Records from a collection
Segment Open

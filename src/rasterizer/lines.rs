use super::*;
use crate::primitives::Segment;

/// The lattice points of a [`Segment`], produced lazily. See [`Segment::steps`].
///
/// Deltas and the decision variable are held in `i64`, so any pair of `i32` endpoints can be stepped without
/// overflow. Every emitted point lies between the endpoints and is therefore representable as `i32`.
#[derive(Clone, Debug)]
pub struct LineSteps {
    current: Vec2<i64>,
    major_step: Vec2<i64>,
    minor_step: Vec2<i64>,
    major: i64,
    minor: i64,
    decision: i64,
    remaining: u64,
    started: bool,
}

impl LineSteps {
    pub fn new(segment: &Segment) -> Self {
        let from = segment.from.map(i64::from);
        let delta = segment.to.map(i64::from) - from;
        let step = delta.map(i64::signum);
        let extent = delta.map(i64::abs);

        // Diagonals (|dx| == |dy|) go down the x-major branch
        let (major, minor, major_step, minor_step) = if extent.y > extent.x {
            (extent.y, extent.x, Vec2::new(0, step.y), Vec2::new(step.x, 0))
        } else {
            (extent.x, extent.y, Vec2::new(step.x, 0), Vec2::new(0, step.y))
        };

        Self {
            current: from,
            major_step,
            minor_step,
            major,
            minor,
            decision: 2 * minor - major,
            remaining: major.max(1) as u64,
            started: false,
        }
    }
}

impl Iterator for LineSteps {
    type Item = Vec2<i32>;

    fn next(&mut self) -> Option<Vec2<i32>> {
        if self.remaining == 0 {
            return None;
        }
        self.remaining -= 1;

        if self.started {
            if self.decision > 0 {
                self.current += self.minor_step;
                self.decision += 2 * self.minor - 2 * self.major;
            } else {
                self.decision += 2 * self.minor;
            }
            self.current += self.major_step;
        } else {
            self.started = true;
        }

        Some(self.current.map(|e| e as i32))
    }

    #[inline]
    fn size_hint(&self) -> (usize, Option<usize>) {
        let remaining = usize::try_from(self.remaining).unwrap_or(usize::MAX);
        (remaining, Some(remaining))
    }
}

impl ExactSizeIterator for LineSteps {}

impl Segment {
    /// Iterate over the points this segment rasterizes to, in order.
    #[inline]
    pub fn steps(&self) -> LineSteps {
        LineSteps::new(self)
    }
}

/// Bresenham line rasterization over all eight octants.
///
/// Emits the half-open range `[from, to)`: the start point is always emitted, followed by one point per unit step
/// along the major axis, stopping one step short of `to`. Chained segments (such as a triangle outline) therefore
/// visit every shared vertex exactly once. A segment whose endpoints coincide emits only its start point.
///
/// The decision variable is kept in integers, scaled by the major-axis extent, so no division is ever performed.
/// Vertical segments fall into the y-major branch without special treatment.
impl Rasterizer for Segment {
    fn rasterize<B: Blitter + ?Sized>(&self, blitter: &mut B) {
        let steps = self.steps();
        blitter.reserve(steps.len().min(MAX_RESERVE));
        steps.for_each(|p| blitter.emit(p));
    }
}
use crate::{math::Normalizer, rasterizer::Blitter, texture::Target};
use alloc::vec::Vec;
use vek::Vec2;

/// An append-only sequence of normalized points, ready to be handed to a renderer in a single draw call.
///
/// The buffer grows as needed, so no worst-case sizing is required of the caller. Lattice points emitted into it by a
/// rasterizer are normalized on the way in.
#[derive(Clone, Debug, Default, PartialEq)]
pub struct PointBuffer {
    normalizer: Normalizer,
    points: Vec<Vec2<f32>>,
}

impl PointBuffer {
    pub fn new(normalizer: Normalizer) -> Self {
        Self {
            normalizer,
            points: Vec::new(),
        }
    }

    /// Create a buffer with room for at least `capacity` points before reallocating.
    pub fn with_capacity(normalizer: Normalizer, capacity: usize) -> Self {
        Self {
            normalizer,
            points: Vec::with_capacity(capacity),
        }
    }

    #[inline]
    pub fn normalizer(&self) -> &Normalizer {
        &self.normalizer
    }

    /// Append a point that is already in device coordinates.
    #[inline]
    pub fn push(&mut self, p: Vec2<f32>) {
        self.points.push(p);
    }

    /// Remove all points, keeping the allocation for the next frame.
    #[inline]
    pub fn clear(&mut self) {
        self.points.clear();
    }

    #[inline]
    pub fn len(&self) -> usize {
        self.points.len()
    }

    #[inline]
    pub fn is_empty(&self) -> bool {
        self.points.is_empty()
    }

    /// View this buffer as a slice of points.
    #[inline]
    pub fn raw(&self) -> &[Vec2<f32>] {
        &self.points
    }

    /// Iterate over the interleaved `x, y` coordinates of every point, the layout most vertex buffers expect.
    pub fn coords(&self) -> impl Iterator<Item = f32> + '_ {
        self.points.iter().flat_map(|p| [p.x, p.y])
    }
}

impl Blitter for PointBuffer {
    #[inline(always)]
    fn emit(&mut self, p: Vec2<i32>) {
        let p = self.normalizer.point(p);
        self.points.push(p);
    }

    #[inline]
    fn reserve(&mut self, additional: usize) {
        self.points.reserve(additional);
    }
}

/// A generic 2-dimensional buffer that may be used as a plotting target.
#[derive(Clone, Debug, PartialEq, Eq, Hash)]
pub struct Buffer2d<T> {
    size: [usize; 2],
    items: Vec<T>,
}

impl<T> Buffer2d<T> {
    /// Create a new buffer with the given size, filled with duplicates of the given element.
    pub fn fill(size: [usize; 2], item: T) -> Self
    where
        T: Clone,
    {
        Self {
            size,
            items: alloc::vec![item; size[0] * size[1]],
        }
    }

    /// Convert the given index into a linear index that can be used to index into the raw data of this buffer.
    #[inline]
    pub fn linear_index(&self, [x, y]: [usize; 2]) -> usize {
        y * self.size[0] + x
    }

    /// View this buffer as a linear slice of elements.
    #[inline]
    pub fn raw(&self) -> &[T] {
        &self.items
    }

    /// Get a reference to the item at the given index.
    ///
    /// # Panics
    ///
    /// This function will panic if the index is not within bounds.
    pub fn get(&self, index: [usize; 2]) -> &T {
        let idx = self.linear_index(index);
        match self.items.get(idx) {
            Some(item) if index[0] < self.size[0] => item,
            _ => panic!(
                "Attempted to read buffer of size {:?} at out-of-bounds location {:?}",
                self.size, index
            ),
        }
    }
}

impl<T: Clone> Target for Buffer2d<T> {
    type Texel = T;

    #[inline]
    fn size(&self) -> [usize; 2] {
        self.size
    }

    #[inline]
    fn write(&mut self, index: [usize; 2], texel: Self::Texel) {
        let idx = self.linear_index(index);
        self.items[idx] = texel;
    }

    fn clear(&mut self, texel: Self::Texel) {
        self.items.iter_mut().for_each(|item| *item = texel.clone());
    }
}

Segment Closed
Segment Open

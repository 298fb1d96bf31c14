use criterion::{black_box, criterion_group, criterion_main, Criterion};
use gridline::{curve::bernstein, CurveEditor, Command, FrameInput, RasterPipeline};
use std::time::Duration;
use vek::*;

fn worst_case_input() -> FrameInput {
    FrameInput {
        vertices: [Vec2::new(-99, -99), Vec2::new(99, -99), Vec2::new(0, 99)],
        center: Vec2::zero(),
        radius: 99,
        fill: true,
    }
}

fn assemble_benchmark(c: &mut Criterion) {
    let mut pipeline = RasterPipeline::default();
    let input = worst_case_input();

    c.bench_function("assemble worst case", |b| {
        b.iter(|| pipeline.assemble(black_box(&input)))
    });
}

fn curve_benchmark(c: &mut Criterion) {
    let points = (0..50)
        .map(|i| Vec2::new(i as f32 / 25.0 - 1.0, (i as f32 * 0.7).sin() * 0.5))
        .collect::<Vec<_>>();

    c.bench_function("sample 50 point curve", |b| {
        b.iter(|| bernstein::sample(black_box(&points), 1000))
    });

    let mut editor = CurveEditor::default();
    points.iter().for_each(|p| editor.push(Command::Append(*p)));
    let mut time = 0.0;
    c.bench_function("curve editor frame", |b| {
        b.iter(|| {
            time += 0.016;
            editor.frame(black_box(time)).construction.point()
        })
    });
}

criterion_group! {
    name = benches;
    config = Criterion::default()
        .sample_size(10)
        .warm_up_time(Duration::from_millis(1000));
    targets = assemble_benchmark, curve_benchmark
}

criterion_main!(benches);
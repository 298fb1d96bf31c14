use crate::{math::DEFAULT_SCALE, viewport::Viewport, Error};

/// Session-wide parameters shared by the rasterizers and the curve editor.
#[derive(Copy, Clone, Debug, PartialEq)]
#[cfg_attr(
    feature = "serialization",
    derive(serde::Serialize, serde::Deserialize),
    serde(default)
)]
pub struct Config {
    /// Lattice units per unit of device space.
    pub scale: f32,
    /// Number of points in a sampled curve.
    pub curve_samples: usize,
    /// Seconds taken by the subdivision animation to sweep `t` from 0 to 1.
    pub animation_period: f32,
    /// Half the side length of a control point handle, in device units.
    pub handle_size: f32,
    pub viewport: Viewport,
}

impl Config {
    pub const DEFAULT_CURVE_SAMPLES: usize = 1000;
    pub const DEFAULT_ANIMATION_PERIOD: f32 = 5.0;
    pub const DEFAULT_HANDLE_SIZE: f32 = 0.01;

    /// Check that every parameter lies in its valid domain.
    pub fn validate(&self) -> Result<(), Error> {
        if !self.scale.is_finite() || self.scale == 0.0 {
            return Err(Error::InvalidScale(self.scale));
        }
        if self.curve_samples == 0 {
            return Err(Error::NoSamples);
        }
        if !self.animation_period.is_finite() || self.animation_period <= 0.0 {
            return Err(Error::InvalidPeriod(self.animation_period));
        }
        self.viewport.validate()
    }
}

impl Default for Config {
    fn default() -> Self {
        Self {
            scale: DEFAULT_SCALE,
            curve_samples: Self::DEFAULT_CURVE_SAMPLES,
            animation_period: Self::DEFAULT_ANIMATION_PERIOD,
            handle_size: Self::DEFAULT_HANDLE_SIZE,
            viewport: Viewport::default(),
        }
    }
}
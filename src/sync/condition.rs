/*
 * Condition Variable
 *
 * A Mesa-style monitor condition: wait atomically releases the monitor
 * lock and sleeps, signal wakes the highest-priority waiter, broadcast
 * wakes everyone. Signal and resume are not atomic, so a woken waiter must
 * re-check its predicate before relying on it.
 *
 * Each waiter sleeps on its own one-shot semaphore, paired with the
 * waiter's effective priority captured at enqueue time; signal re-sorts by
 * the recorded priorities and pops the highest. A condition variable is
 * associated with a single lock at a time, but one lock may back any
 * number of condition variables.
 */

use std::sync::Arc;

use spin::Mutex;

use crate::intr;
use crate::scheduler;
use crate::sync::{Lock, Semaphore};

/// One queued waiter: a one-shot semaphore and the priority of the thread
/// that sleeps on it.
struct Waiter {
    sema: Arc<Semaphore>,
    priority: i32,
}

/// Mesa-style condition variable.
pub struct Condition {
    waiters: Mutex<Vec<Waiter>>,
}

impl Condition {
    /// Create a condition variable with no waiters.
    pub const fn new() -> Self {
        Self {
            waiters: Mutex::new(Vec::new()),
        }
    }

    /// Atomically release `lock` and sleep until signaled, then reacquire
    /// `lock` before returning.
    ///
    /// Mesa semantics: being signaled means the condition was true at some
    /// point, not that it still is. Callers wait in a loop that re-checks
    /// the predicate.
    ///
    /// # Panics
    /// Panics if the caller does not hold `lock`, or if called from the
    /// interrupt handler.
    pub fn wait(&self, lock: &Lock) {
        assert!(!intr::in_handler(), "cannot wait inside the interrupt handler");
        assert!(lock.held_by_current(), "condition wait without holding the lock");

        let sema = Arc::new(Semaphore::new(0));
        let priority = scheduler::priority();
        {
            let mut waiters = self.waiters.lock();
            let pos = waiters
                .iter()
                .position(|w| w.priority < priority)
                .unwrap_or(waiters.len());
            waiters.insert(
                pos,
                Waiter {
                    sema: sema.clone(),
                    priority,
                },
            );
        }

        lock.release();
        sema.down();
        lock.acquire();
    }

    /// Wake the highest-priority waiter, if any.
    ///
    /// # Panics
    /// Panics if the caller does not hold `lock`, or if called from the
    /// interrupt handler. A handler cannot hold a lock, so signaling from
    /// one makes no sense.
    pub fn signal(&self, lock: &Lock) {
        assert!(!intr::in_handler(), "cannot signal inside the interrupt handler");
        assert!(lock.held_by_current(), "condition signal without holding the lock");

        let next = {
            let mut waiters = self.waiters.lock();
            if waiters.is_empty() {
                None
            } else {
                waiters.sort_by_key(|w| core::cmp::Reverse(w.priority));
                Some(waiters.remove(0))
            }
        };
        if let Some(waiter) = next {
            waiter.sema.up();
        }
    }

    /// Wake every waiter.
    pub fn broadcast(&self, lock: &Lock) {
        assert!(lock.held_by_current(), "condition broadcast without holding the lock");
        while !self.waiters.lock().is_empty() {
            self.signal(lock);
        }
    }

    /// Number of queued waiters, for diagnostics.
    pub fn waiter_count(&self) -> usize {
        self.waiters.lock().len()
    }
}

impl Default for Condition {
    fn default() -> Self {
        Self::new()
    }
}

Segment Closed
Segment Open

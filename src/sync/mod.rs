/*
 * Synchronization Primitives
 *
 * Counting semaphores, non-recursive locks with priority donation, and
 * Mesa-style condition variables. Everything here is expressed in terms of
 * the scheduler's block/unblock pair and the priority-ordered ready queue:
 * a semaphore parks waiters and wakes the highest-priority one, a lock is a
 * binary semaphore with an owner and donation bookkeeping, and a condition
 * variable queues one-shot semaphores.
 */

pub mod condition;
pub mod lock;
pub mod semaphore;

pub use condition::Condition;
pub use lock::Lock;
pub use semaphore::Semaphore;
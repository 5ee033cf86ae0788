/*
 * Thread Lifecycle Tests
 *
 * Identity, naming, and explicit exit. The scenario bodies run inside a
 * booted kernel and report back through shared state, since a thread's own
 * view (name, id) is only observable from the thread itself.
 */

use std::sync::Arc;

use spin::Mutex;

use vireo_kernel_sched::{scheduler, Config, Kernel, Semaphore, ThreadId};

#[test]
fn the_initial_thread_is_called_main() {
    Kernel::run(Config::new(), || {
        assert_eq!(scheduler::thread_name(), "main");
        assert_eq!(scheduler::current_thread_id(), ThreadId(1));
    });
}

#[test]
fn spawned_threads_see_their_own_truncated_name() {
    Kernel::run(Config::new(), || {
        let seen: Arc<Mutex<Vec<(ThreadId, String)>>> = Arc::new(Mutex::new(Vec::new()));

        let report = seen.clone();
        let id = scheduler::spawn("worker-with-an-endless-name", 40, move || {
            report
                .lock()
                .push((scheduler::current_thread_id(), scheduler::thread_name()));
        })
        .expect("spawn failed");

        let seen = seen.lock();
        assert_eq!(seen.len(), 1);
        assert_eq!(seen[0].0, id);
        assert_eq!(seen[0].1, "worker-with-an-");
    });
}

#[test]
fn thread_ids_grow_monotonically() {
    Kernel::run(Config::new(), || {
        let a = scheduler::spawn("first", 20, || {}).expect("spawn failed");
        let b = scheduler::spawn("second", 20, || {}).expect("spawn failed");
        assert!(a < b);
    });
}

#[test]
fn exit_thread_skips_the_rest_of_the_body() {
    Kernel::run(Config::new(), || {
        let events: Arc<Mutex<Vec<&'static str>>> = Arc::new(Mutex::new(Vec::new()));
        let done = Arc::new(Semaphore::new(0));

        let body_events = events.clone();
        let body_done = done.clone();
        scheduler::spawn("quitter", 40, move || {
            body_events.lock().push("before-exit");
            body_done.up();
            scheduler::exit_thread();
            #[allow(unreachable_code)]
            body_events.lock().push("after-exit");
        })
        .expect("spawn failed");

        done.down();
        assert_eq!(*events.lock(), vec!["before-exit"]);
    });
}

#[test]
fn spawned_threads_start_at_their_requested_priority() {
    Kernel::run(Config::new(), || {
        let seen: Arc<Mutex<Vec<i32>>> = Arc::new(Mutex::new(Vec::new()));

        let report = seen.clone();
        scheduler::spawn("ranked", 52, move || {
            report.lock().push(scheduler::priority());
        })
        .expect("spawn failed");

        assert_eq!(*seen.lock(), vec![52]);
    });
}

Segment Closed

_Problem to work on_:
Starting at the line above that contains "of device space.", write out each line exactly until the line that contains "if !self.animation_period.is_finite() ||" has been written, and stop there.

_Answer section_:
    /// Lattice units per unit of device space.
    pub scale: f32,
    /// Number of points in a sampled curve.
    pub curve_samples: usize,
    /// Seconds taken by the subdivision animation to sweep `t` from 0 to 1.
    pub animation_period: f32,
    /// Half the side length of a control point handle, in device units.
    pub handle_size: f32,
    pub viewport: Viewport,
}

impl Config {
    pub const DEFAULT_CURVE_SAMPLES: usize = 1000;
    pub const DEFAULT_ANIMATION_PERIOD: f32 = 5.0;
    pub const DEFAULT_HANDLE_SIZE: f32 = 0.01;

    /// Check that every parameter lies in its valid domain.
    pub fn validate(&self) -> Result<(), Error> {
        if !self.scale.is_finite() || self.scale == 0.0 {
            return Err(Error::InvalidScale(self.scale));
        }
        if self.curve_samples == 0 {
            return Err(Error::NoSamples);
        }
        if !self.animation_period.is_finite() || self.animation_period <= 0.0 {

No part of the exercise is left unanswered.